-------- RECORDS FOR THIS TASK --------

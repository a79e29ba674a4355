// Copyright (C) 2026 Fred Clausen
// Use of this source code is governed by an MIT-style
// license that can be found in the LICENSE file or at
// https://opensource.org/licenses/MIT.

//! Row structs for the document tables and their conversion to domain types.
//!
//! Money is stored as decimal text, `created_at` and `completed_date` as
//! RFC 3339 text and `actual_end_date` as `YYYY-MM-DD`. A value that fails to
//! parse surfaces as `PersistenceError::InvalidStoredValue` naming the column.

use std::str::FromStr;

use diesel::prelude::*;
use rust_decimal::Decimal;
use time::format_description::BorrowedFormatItem;
use time::format_description::well_known::Rfc3339;
use time::macros::format_description;
use time::{Date, OffsetDateTime};
use tradeflow_domain::{
    DocumentBody, DocumentId, DocumentRecord, Estimate, Invoice, Priority, Project, PurchaseOrder,
    StoredKindNumbering, TenantId, Totals, WorkOrder,
};
use uuid::Uuid;

use crate::diesel_schema::{
    estimates, invoices, numbering_configs, profiles, projects, purchase_orders, work_orders,
};
use crate::error::PersistenceError;

const DATE_FORMAT: &[BorrowedFormatItem<'static>] = format_description!("[year]-[month]-[day]");

fn invalid(table: &'static str, column: &'static str, value: &str) -> PersistenceError {
    PersistenceError::InvalidStoredValue {
        table,
        column,
        value: value.to_string(),
    }
}

fn parse_text<T: FromStr>(
    table: &'static str,
    column: &'static str,
    raw: &str,
) -> Result<T, PersistenceError> {
    raw.parse().map_err(|_| invalid(table, column, raw))
}

fn parse_decimal(
    table: &'static str,
    column: &'static str,
    raw: &str,
) -> Result<Decimal, PersistenceError> {
    Decimal::from_str(raw).map_err(|_| invalid(table, column, raw))
}

fn parse_timestamp(
    table: &'static str,
    column: &'static str,
    raw: &str,
) -> Result<OffsetDateTime, PersistenceError> {
    OffsetDateTime::parse(raw, &Rfc3339).map_err(|_| invalid(table, column, raw))
}

fn parse_key(table: &'static str, raw: Option<&str>) -> Result<Option<Uuid>, PersistenceError> {
    raw.map(|k| Uuid::parse_str(k).map_err(|_| invalid(table, "conversion_key", k)))
        .transpose()
}

fn parse_totals(
    table: &'static str,
    subtotal: &str,
    tax_rate: &str,
    tax_amount: &str,
    total_amount: &str,
) -> Result<Totals, PersistenceError> {
    Ok(Totals {
        subtotal: parse_decimal(table, "subtotal", subtotal)?,
        tax_rate: parse_decimal(table, "tax_rate", tax_rate)?,
        tax_amount: parse_decimal(table, "tax_amount", tax_amount)?,
        total_amount: parse_decimal(table, "total_amount", total_amount)?,
    })
}

/// Formats a timestamp for a text column.
///
/// # Errors
///
/// Returns an error if the timestamp has no RFC 3339 representation.
pub fn format_timestamp(value: OffsetDateTime) -> Result<String, PersistenceError> {
    value
        .format(&Rfc3339)
        .map_err(|e| PersistenceError::QueryFailed(format!("Failed to format timestamp: {e}")))
}

/// Formats a calendar date as `YYYY-MM-DD`.
///
/// # Errors
///
/// Returns an error if the date cannot be formatted.
pub fn format_date(value: Date) -> Result<String, PersistenceError> {
    value
        .format(DATE_FORMAT)
        .map_err(|e| PersistenceError::QueryFailed(format!("Failed to format date: {e}")))
}

/// Columns every document table shares.
struct Header<'a> {
    table: &'static str,
    id: i64,
    tenant_id: i64,
    number: String,
    conversion_key: Option<&'a str>,
    created_at: &'a str,
}

impl Header<'_> {
    fn into_record(self, body: DocumentBody) -> Result<DocumentRecord, PersistenceError> {
        Ok(DocumentRecord {
            id: DocumentId::new(self.id),
            tenant_id: TenantId::new(self.tenant_id),
            number: self.number,
            conversion_key: parse_key(self.table, self.conversion_key)?,
            created_at: parse_timestamp(self.table, "created_at", self.created_at)?,
            body,
        })
    }
}

#[derive(Queryable, Selectable)]
#[diesel(table_name = profiles)]
pub struct ProfileRow {
    pub user_id: String,
    pub tenant_id: Option<i64>,
}

#[derive(Queryable, Selectable)]
#[diesel(table_name = numbering_configs)]
pub struct NumberingConfigRow {
    pub document_kind: String,
    pub prefix: Option<String>,
    pub number_format: Option<String>,
    pub next_counter: Option<i64>,
}

impl NumberingConfigRow {
    /// Converts the row into the stored settings for its kind.
    ///
    /// A negative counter is treated as corrupt.
    pub fn to_stored(&self) -> Result<StoredKindNumbering, PersistenceError> {
        let next_counter: Option<u64> = self
            .next_counter
            .map(|c| {
                u64::try_from(c)
                    .map_err(|_| invalid("numbering_configs", "next_counter", &c.to_string()))
            })
            .transpose()?;
        Ok(StoredKindNumbering {
            prefix: self.prefix.clone(),
            format: self.number_format.clone(),
            next_counter,
        })
    }
}

#[derive(Queryable, Selectable)]
#[diesel(table_name = estimates)]
pub struct EstimateRow {
    estimate_id: i64,
    tenant_id: i64,
    document_number: String,
    conversion_key: Option<String>,
    title: String,
    description: Option<String>,
    customer_id: i64,
    customer_site_id: Option<i64>,
    status: String,
    subtotal: String,
    tax_rate: String,
    tax_amount: String,
    total_amount: String,
    created_at: String,
}

impl EstimateRow {
    pub fn into_record(self) -> Result<DocumentRecord, PersistenceError> {
        const TABLE: &str = "estimates";
        let body: DocumentBody = DocumentBody::Estimate(Estimate {
            title: self.title,
            description: self.description,
            customer_id: self.customer_id,
            customer_site_id: self.customer_site_id,
            status: parse_text(TABLE, "status", &self.status)?,
            totals: parse_totals(
                TABLE,
                &self.subtotal,
                &self.tax_rate,
                &self.tax_amount,
                &self.total_amount,
            )?,
        });
        Header {
            table: TABLE,
            id: self.estimate_id,
            tenant_id: self.tenant_id,
            number: self.document_number,
            conversion_key: self.conversion_key.as_deref(),
            created_at: &self.created_at,
        }
        .into_record(body)
    }
}

#[derive(Queryable, Selectable)]
#[diesel(table_name = projects)]
pub struct ProjectRow {
    project_id: i64,
    tenant_id: i64,
    document_number: String,
    conversion_key: Option<String>,
    project_name: String,
    description: Option<String>,
    customer_id: i64,
    customer_site_id: Option<i64>,
    estimate_id: Option<i64>,
    status: String,
    priority: String,
    total_budget: String,
    actual_end_date: Option<String>,
    created_at: String,
}

impl ProjectRow {
    pub fn into_record(self) -> Result<DocumentRecord, PersistenceError> {
        const TABLE: &str = "projects";
        let actual_end_date: Option<Date> = self
            .actual_end_date
            .as_deref()
            .map(|d| Date::parse(d, DATE_FORMAT).map_err(|_| invalid(TABLE, "actual_end_date", d)))
            .transpose()?;
        let body: DocumentBody = DocumentBody::Project(Project {
            project_name: self.project_name,
            description: self.description,
            customer_id: self.customer_id,
            customer_site_id: self.customer_site_id,
            estimate_id: self.estimate_id.map(DocumentId::new),
            status: parse_text(TABLE, "status", &self.status)?,
            priority: Priority::parse_lenient(&self.priority),
            total_budget: parse_decimal(TABLE, "total_budget", &self.total_budget)?,
            actual_end_date,
        });
        Header {
            table: TABLE,
            id: self.project_id,
            tenant_id: self.tenant_id,
            number: self.document_number,
            conversion_key: self.conversion_key.as_deref(),
            created_at: &self.created_at,
        }
        .into_record(body)
    }
}

#[derive(Queryable, Selectable)]
#[diesel(table_name = work_orders)]
pub struct WorkOrderRow {
    work_order_id: i64,
    tenant_id: i64,
    document_number: String,
    conversion_key: Option<String>,
    title: String,
    description: Option<String>,
    customer_id: i64,
    customer_site_id: Option<i64>,
    project_id: Option<i64>,
    status: String,
    priority: String,
    notes: Option<String>,
    completed_date: Option<String>,
    created_at: String,
}

impl WorkOrderRow {
    pub fn into_record(self) -> Result<DocumentRecord, PersistenceError> {
        const TABLE: &str = "work_orders";
        let completed_date: Option<OffsetDateTime> = self
            .completed_date
            .as_deref()
            .map(|d| parse_timestamp(TABLE, "completed_date", d))
            .transpose()?;
        let body: DocumentBody = DocumentBody::WorkOrder(WorkOrder {
            title: self.title,
            description: self.description,
            customer_id: self.customer_id,
            customer_site_id: self.customer_site_id,
            project_id: self.project_id.map(DocumentId::new),
            status: parse_text(TABLE, "status", &self.status)?,
            priority: Priority::parse_lenient(&self.priority),
            notes: self.notes,
            completed_date,
        });
        Header {
            table: TABLE,
            id: self.work_order_id,
            tenant_id: self.tenant_id,
            number: self.document_number,
            conversion_key: self.conversion_key.as_deref(),
            created_at: &self.created_at,
        }
        .into_record(body)
    }
}

#[derive(Queryable, Selectable)]
#[diesel(table_name = invoices)]
pub struct InvoiceRow {
    invoice_id: i64,
    tenant_id: i64,
    document_number: String,
    conversion_key: Option<String>,
    customer_id: i64,
    customer_site_id: Option<i64>,
    description: Option<String>,
    work_order_id: Option<i64>,
    status: String,
    subtotal: String,
    tax_rate: String,
    tax_amount: String,
    total_amount: String,
    created_at: String,
}

impl InvoiceRow {
    pub fn into_record(self) -> Result<DocumentRecord, PersistenceError> {
        const TABLE: &str = "invoices";
        let body: DocumentBody = DocumentBody::Invoice(Invoice {
            customer_id: self.customer_id,
            customer_site_id: self.customer_site_id,
            description: self.description,
            work_order_id: self.work_order_id.map(DocumentId::new),
            status: parse_text(TABLE, "status", &self.status)?,
            totals: parse_totals(
                TABLE,
                &self.subtotal,
                &self.tax_rate,
                &self.tax_amount,
                &self.total_amount,
            )?,
        });
        Header {
            table: TABLE,
            id: self.invoice_id,
            tenant_id: self.tenant_id,
            number: self.document_number,
            conversion_key: self.conversion_key.as_deref(),
            created_at: &self.created_at,
        }
        .into_record(body)
    }
}

#[derive(Queryable, Selectable)]
#[diesel(table_name = purchase_orders)]
pub struct PurchaseOrderRow {
    purchase_order_id: i64,
    tenant_id: i64,
    document_number: String,
    conversion_key: Option<String>,
    vendor_name: String,
    description: Option<String>,
    project_id: Option<i64>,
    work_order_id: Option<i64>,
    status: String,
    subtotal: String,
    tax_rate: String,
    tax_amount: String,
    total_amount: String,
    created_at: String,
}

impl PurchaseOrderRow {
    pub fn into_record(self) -> Result<DocumentRecord, PersistenceError> {
        const TABLE: &str = "purchase_orders";
        let body: DocumentBody = DocumentBody::PurchaseOrder(PurchaseOrder {
            vendor_name: self.vendor_name,
            description: self.description,
            project_id: self.project_id.map(DocumentId::new),
            work_order_id: self.work_order_id.map(DocumentId::new),
            status: parse_text(TABLE, "status", &self.status)?,
            totals: parse_totals(
                TABLE,
                &self.subtotal,
                &self.tax_rate,
                &self.tax_amount,
                &self.total_amount,
            )?,
        });
        Header {
            table: TABLE,
            id: self.purchase_order_id,
            tenant_id: self.tenant_id,
            number: self.document_number,
            conversion_key: self.conversion_key.as_deref(),
            created_at: &self.created_at,
        }
        .into_record(body)
    }
}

--------

[AIM OF THE TASK] Return the opening line of the data and every line after it through the line containing "that fails to", please, exactly as written and with nothing added.

[RESPONSE TO THE TASK]
repository a79e29ba674a4355
// Copyright (C) 2026 Fred Clausen
// Use of this source code is governed by an MIT-style
// license that can be found in the LICENSE file or at
// https://opensource.org/licenses/MIT.

//! Row structs for the document tables and their conversion to domain types.
//!
//! Money is stored as decimal text, `created_at` and `completed_date` as
//! RFC 3339 text and `actual_end_date` as `YYYY-MM-DD`. A value that fails to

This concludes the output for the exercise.